Stored data entries:

——

//! Kaska broker server binary.
//!
//! Hosts the broker state machine behind the framed TCP protocol:
//!
//! ```bash
//! kaska-server --port 4800 --root-dir /var/lib/kaska
//! ```
//!
//! The root directory holds all broker state: `data/` with one log file per
//! topic and `commits/` with one offset file per (client, topic). Both are
//! created on first start; an existing root is recovered before the
//! listener comes up.

#![deny(unsafe_code)]
#![warn(missing_docs)]

use std::net::SocketAddr;
use std::path::PathBuf;
use std::sync::Arc;

use clap::Parser;
use kaska_broker::Broker;
use kaska_commits::FsCommitStore;
use kaska_log::{TokioStorage, TopicLogStore};
use kaska_rpc::RpcServer;
use tracing::{info, Level};
use tracing_subscriber::FmtSubscriber;

/// Kaska publish/subscribe broker.
#[derive(Parser, Debug)]
#[command(name = "kaska-server")]
#[command(author, version, about, long_about = None)]
struct Args {
    /// Port to listen on for client connections.
    #[arg(long, default_value = "4800")]
    port: u16,

    /// Root directory for broker state (`data/` and `commits/` live here).
    #[arg(long)]
    root_dir: PathBuf,

    /// Log level (trace, debug, info, warn, error).
    #[arg(long, default_value = "info")]
    log_level: Level,
}

#[tokio::main]
async fn main() -> Result<(), Box<dyn std::error::Error>> {
    let args = Args::parse();

    // Log to stderr so stdout stays free for the hosting environment.
    let subscriber = FmtSubscriber::builder()
        .with_max_level(args.log_level)
        .with_target(true)
        .with_writer(std::io::stderr)
        .finish();
    tracing::subscriber::set_global_default(subscriber)?;

    info!(
        port = args.port,
        root_dir = %args.root_dir.display(),
        "starting kaska broker"
    );

    let logs = TopicLogStore::open(TokioStorage::new(), args.root_dir.join("data")).await?;
    let commits = FsCommitStore::open(args.root_dir.join("commits")).await?;
    let broker = Arc::new(Broker::recover(logs, commits).await);

    let addr = SocketAddr::from(([0, 0, 0, 0], args.port));
    let server = RpcServer::bind(addr).await?;
    info!(%addr, "kaska broker listening");

    server.serve(broker).await?;
    Ok(())
}
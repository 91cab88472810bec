use tracing::debug;

use crate::{CacheStore, ResourceType};

/// Undo handle returned by [`CacheStore::optimistic_update`].
///
/// Call [`rollback`](Self::rollback) when the mutation fails. Dropping the
/// handle (or calling [`commit`](Self::commit)) keeps the optimistic value.
/// The cache never learns whether the request succeeded, so invoking the
/// rollback is the caller's obligation.
#[must_use = "call `rollback()` if the mutation fails, or `commit()` to keep the optimistic value"]
pub struct Rollback<'a, T> {
    store: &'a CacheStore<T>,
    key: String,
    snapshot: Option<T>,
    resource: Option<ResourceType>,
}

impl<'a, T> Rollback<'a, T> {
    /// Restores the value cached before the optimistic update.
    ///
    /// If nothing was cached, the key is invalidated instead so the fabricated
    /// value does not outlive the failed mutation.
    pub fn rollback(self) {
        match self.snapshot {
            Some(previous) => {
                debug!(key = %self.key, "optimistic update rolled back");
                self.store.set(&self.key, previous, self.resource);
            }
            None => {
                debug!(key = %self.key, "optimistic update rolled back, no prior value");
                self.store.invalidate(&self.key);
            }
        }
    }

    /// Keeps the optimistic value.
    pub fn commit(self) {}

    /// The value that a rollback would restore.
    pub fn snapshot(&self) -> Option<&T> {
        self.snapshot.as_ref()
    }

    pub fn key(&self) -> &str {
        &self.key
    }
}

impl<T: Clone> CacheStore<T> {
    /// Applies `updater` to the cached value of `key` immediately.
    ///
    /// The updater receives the current value (`None` on a miss or expired
    /// entry) and its result is stored at once. A deep copy of the previous
    /// value is kept in the returned [`Rollback`].
    ///
    /// # Examples
    ///
    /// ```
    /// use tutorcache_core::{CacheSettings, CacheStore, ResourceType};
    ///
    /// let store = CacheStore::new(CacheSettings::default());
    /// store.set("/favorites:{}", 1u32, Some(ResourceType::Favorites));
    ///
    /// let undo = store.optimistic_update(
    ///     "/favorites:{}",
    ///     |count| count.map_or(1, |c| c + 1),
    ///     Some(ResourceType::Favorites),
    /// );
    /// assert_eq!(store.get("/favorites:{}").data, Some(2));
    ///
    /// undo.rollback();
    /// assert_eq!(store.get("/favorites:{}").data, Some(1));
    /// ```
    pub fn optimistic_update<F>(
        &self,
        key: &str,
        updater: F,
        resource: Option<ResourceType>,
    ) -> Rollback<'_, T>
    where
        F: FnOnce(Option<&T>) -> T,
    {
        let snapshot = self.get(key).data;
        let next = updater(snapshot.as_ref());
        self.set(key, next, resource);
        debug!(key, had_value = snapshot.is_some(), "optimistic update applied");

        Rollback {
            store: self,
            key: key.to_string(),
            snapshot,
            resource,
        }
    }
}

——

Problem to work on: In the data above, find the line with "repository 91cab88472810bec" and the line with "so invoking the". Retype both, plus every line between them, exactly.

Solution:
repository 91cab88472810bec
use tracing::debug;

use crate::{CacheStore, ResourceType};

/// Undo handle returned by [`CacheStore::optimistic_update`].
///
/// Call [`rollback`](Self::rollback) when the mutation fails. Dropping the
/// handle (or calling [`commit`](Self::commit)) keeps the optimistic value.
/// The cache never learns whether the request succeeded, so invoking the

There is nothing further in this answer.